◆ EXERCISE PROMPT ◆
Return only the lines of the listing below that run from the line with "let mut line" through the line with "fn column_width(header: &str, values: impl", both ends included, exactly as written.

◆ DATASET CONTENT ◆
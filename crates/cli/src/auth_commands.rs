use {
    anyhow::Result,
    clap::Subcommand,
    secrecy::{ExposeSecret, Secret},
    sitegate_auth::{CreateOutcome, CredentialRecord},
};

use crate::context::{Context, ScopeArgs};

#[derive(Subcommand)]
pub enum AuthAction {
    /// Create a user on both scopes of a site (or `global`).
    Create {
        /// Site name, or `global` for every site.
        target: String,
        /// Username (defaults to `auth.default_username`).
        #[arg(long)]
        user: Option<String>,
        /// Password; generated when omitted.
        #[arg(long, env = "SITEGATE_PASSWORD", hide_env_values = true)]
        pass: Option<String>,
    },
    /// Create the global admin-tools user.
    Bootstrap {
        #[arg(long)]
        user: Option<String>,
        #[arg(long, env = "SITEGATE_PASSWORD", hide_env_values = true)]
        pass: Option<String>,
    },
    /// Change the password of matching users.
    Update {
        target: String,
        /// Only this user (default: every user on the site).
        #[arg(long)]
        user: Option<String>,
        #[arg(long, env = "SITEGATE_PASSWORD", hide_env_values = true)]
        pass: Option<String>,
        #[command(flatten)]
        scope: ScopeArgs,
    },
    /// Delete matching users.
    Delete {
        target: String,
        #[arg(long)]
        user: Option<String>,
        #[command(flatten)]
        scope: ScopeArgs,
    },
    /// List users.
    List {
        target: String,
        #[arg(long)]
        user: Option<String>,
        #[command(flatten)]
        scope: ScopeArgs,
        /// Print JSON instead of a table.
        #[arg(long)]
        json: bool,
        /// Include plaintext passwords.
        #[arg(long)]
        show_password: bool,
    },
}

pub async fn handle_auth(action: AuthAction) -> Result<()> {
    let ctx = Context::load()?;
    match action {
        AuthAction::Create { target, user, pass } => {
            let resolved = ctx.resolve(&target, ScopeArgs::default()).await?;
            let service = ctx.auth_service().await?;
            let outcome = service
                .create(&resolved, user.as_deref(), pass.map(Secret::new))
                .await?;
            print_created(&outcome);
        },
        AuthAction::Bootstrap { user, pass } => {
            let service = ctx.auth_service().await?;
            let outcome = service
                .bootstrap_admin_tools(user.as_deref(), pass.map(Secret::new))
                .await?;
            print_created(&outcome);
        },
        AuthAction::Update {
            target,
            user,
            pass,
            scope,
        } => {
            let resolved = ctx.resolve(&target, scope).await?;
            let service = ctx.auth_service().await?;
            let outcome = service
                .update(&resolved, user.as_deref(), pass.map(Secret::new))
                .await?;
            for record in &outcome.records {
                println!(
                    "Updated password for '{}' on {} ({})",
                    record.username, record.site_url, record.scope
                );
            }
            if outcome.generated {
                println!("Generated password: {}", outcome.password.expose_secret());
            }
        },
        AuthAction::Delete {
            target,
            user,
            scope,
        } => {
            let resolved = ctx.resolve(&target, scope).await?;
            let service = ctx.auth_service().await?;
            let outcome = service.delete(&resolved, user.as_deref()).await?;
            for record in &outcome.records {
                println!(
                    "Deleted '{}' from {} ({})",
                    record.username, record.site_url, record.scope
                );
            }
            for scope in &outcome.cleared {
                println!("No users left in scope {scope}; credential file removed");
            }
        },
        AuthAction::List {
            target,
            user,
            scope,
            json,
            show_password,
        } => {
            let resolved = ctx.resolve(&target, scope).await?;
            let service = ctx.auth_service().await?;
            let records = service.list(&resolved, user.as_deref()).await?;
            if json {
                let views: Vec<_> = records.iter().map(|r| r.view(show_password)).collect();
                println!("{}", serde_json::to_string_pretty(&views)?);
            } else {
                print_table(&records, show_password);
            }
        },
    }
    Ok(())
}

fn print_created(outcome: &CreateOutcome) {
    let scopes: Vec<&str> = outcome.records.iter().map(|r| r.scope.as_str()).collect();
    println!(
        "Created http auth for '{}' on {} ({})",
        outcome.username,
        outcome.site_url,
        scopes.join(", ")
    );
    if outcome.generated {
        println!("Generated password: {}", outcome.password.expose_secret());
    }
}

fn print_table(records: &[CredentialRecord], show_password: bool) {
    let site_w = column_width("SITE", records.iter().map(|r| r.site_url.len()));
    let user_w = column_width("USER", records.iter().map(|r| r.username.len()));
    let mut header = format!("{:<site_w$}  {:<user_w$}  {:<11}", "SITE", "USER", "SCOPE");
    if show_password {
        header.push_str("  PASSWORD");
    }
    println!("{}", header.trim_end());
    for r in records {
        let mut line = format!(
            "{:<site_w$}  {:<user_w$}  {:<11}",
            r.site_url,
            r.username,
            r.scope.as_str()
        );
        if show_password {
            line.push_str("  ");
            line.push_str(r.password.expose_secret());
        }
        println!("{}", line.trim_end());
    }
}

fn column_width(header: &str, values: impl Iterator<Item = usize>) -> usize {
    values.fold(header.len(), usize::max)
}

#[cfg(test)]
mod tests {
    use super::*;

    #[test]
    fn column_width_covers_header_and_values() {
        assert_eq!(column_width("SITE", [3usize, 11, 7].into_iter()), 11);
        assert_eq!(column_width("SITE", std::iter::empty()), 4);
    }
}
//! In-process stand-ins for the hashing helper and the proxy reload.

use std::{
    path::Path,
    sync::atomic::{AtomicBool, AtomicUsize, Ordering},
};

use {
    async_trait::async_trait,
    sitegate_proxy::{CredentialTool, ProxyReloader},
};

/// Writes `username:password` lines without hashing.
#[derive(Default)]
pub struct PlainTool {
    calls: AtomicUsize,
    /// 1-based call number that fails; 0 disables.
    fail_at: AtomicUsize,
    unavailable: AtomicBool,
}

impl PlainTool {
    pub fn calls(&self) -> usize {
        self.calls.load(Ordering::SeqCst)
    }

    pub fn fail_next(&self) {
        self.fail_at(self.calls() + 1);
    }

    pub fn fail_at(&self, call: usize) {
        self.fail_at.store(call, Ordering::SeqCst);
    }

    pub fn set_unavailable(&self) {
        self.unavailable.store(true, Ordering::SeqCst);
    }

    fn begin(&self) -> sitegate_proxy::Result<()> {
        let call = self.calls.fetch_add(1, Ordering::SeqCst) + 1;
        if self.fail_at.load(Ordering::SeqCst) == call {
            return Err(sitegate_proxy::Error::ToolFailed {
                tool: "htpasswd".into(),
                code: Some(1),
                stderr: "simulated failure".into(),
            });
        }
        Ok(())
    }
}

fn rewrite(artifact: &Path, username: &str, line: Option<String>) -> sitegate_proxy::Result<()> {
    let existing = std::fs::read_to_string(artifact).unwrap_or_default();
    let prefix = format!("{username}:");
    let mut out: String = existing
        .lines()
        .filter(|l| !l.starts_with(&prefix))
        .map(|l| format!("{l}\n"))
        .collect();
    if let Some(line) = line {
        out.push_str(&line);
        out.push('\n');
    }
    std::fs::write(artifact, out)?;
    Ok(())
}

#[async_trait]
impl CredentialTool for PlainTool {
    async fn hash_and_store(
        &self,
        artifact: &Path,
        username: &str,
        password: &str,
    ) -> sitegate_proxy::Result<()> {
        self.begin()?;
        rewrite(artifact, username, Some(format!("{username}:{password}")))
    }

    async fn remove_entry(&self, artifact: &Path, username: &str) -> sitegate_proxy::Result<()> {
        self.begin()?;
        rewrite(artifact, username, None)
    }

    fn ensure_available(&self) -> sitegate_proxy::Result<()> {
        if self.unavailable.load(Ordering::SeqCst) {
            return Err(sitegate_proxy::Error::ExternalToolUnavailable {
                tool: "htpasswd".into(),
            });
        }
        Ok(())
    }
}

#[derive(Default)]
pub struct CountingReloader {
    count: AtomicUsize,
    fail: AtomicBool,
}

impl CountingReloader {
    pub fn count(&self) -> usize {
        self.count.load(Ordering::SeqCst)
    }

    pub fn set_failing(&self) {
        self.fail.store(true, Ordering::SeqCst);
    }
}

#[async_trait]
impl ProxyReloader for CountingReloader {
    async fn reload(&self) -> sitegate_proxy::Result<()> {
        self.count.fetch_add(1, Ordering::SeqCst);
        if self.fail.load(Ordering::SeqCst) {
            return Err(sitegate_proxy::Error::ReloadFailure {
                command: "nginx -s reload".into(),
                detail: "simulated failure".into(),
            });
        }
        Ok(())
    }
}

◆ RESULT FOR THIS EXERCISE ◆
        let mut line = format!(
            "{:<site_w$}  {:<user_w$}  {:<11}",
            r.site_url,
            r.username,
            r.scope.as_str()
        );
        if show_password {
            line.push_str("  ");
            line.push_str(r.password.expose_secret());
        }
        println!("{}", line.trim_end());
    }
}

fn column_width(header: &str, values: impl Iterator<Item = usize>) -> usize {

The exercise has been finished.